Unlike some of my colleagues, I think the USC should be abolished or reduced for low and middle-income earners. However, I do not agree with moving to abolish or reduce it for people on higher incomes and I would like to hear what possible justification there could be for it. The justification for reducing it for low and middle-income people is the fact that we have chronically high levels of low pay and what I believe is a 30% increase in the number of people on family income supplement. People at the lower end have been hammered so I agree with giving them relief. However, I do not agree with reducing the income tax burden via USC or any other means on those earning in excess of about €70,000. Could the Minister respond to that and tell us what possible justification exists for reducing it for those on higher incomes, given the rate of income inequality?

In respect of revenue raising from other sources, as a general point, there is a general recognition that we need funds for capital investment. There is an investment crisis in vital infrastructure, be it housing, health or education. There is insufficient investment. The question is where we get the money from. I put it to the Minister that the answer to that question lies in the corporate sector and wealth and that this is the area in which we need to tighten up. Have we not failed disastrously in this area and been brutally exposed by the EU ruling on Apple, the scandal relating to section 110 and the scandal referred to by Deputy Doherty regarding the qualifying investor funds - another scandal that needs to be looked into?

We need information on all of these aspects. How many funds are there? How many of these qualifying investor funds are there? We need to know. How much income has been foregone as a result of the failure to impose a withholding tax on these qualifying investor funds? How much tax has been foregone because of the failure to apply the normal corporation tax rate to these section 110 companies? We need every bit of information that Revenue has on the corporate tax heading. We are getting the information two or three years behind so we are flying blind in discussing these matters. We need this information.

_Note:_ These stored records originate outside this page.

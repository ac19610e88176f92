//! Static logical key to device LED index tables.

use std::collections::HashMap;

use crate::LogicalKey;

/// Immutable mapping from logical keys to the LED slots of one device.
///
/// A key may drive several LEDs (lightbar segments) or none at all. Indices
/// are not checked against the device LED count here; encoders drop
/// out-of-range writes.
#[derive(Clone, Debug, Default)]
pub struct LedMap {
    entries: HashMap<LogicalKey, Vec<usize>>,
}

impl LedMap {
    /// Build a map from `(key, index)` pairs. Later tables extend earlier ones.
    pub fn from_tables(tables: &[&[(LogicalKey, u16)]]) -> Self {
        let mut entries: HashMap<LogicalKey, Vec<usize>> = HashMap::new();
        for &(key, index) in tables.iter().flat_map(|t| t.iter()) {
            let slots = entries.entry(key).or_default();
            if !slots.contains(&(index as usize)) {
                slots.push(index as usize);
            }
        }
        Self { entries }
    }

    /// LED indices for a key, empty when unmapped
    pub fn leds(&self, key: LogicalKey) -> &[usize] {
        self.entries.get(&key).map(Vec::as_slice).unwrap_or_default()
    }

    pub fn is_empty(&self) -> bool {
        self.entries.is_empty()
    }
}

impl FromIterator<(LogicalKey, usize)> for LedMap {
    fn from_iter<I: IntoIterator<Item = (LogicalKey, usize)>>(iter: I) -> Self {
        let mut entries: HashMap<LogicalKey, Vec<usize>> = HashMap::new();
        for (key, index) in iter {
            entries.entry(key).or_default().push(index);
        }
        Self { entries }
    }
}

I am sure Revenue is aware of the comments I made about the deductions and allowances over the past few weeks but if it is not, I will repeat them. There was a shocking increase in the level of allowances permitted for the corporate sector post-2007. It jumped by €13 billion in two years. That is a tax loophole. My guess is that it relates to Google, Facebook or Apple. This is a huge jump in allowances. I cannot believe that this could happen without it being detected.

It took the European Union and some of us contrarians in here questioning these headings to force a serious examination of this. We are talking about billions upon billions of euro in profits that were being siphoned out of the tax system by the multinationals, with nothing being said. Was there any discussion about these matters? Critically, we need to know whether the double Irish is still operating. Despite the Minister having made public comments to the effect that the double Irish is gone, it is not and all the big offenders are still capable of availing themselves of it. We need to know whether they are still doing so.

Can we have all the figures that the Minister has and not be two or three years behind in respect of corporate tax? We need a forensic examination of all the deductions and allowances that are being given to the corporate sector and that allow it to write down the amount of profit that is actually being taxed. That is where the scandal lies at the back of the Apple story.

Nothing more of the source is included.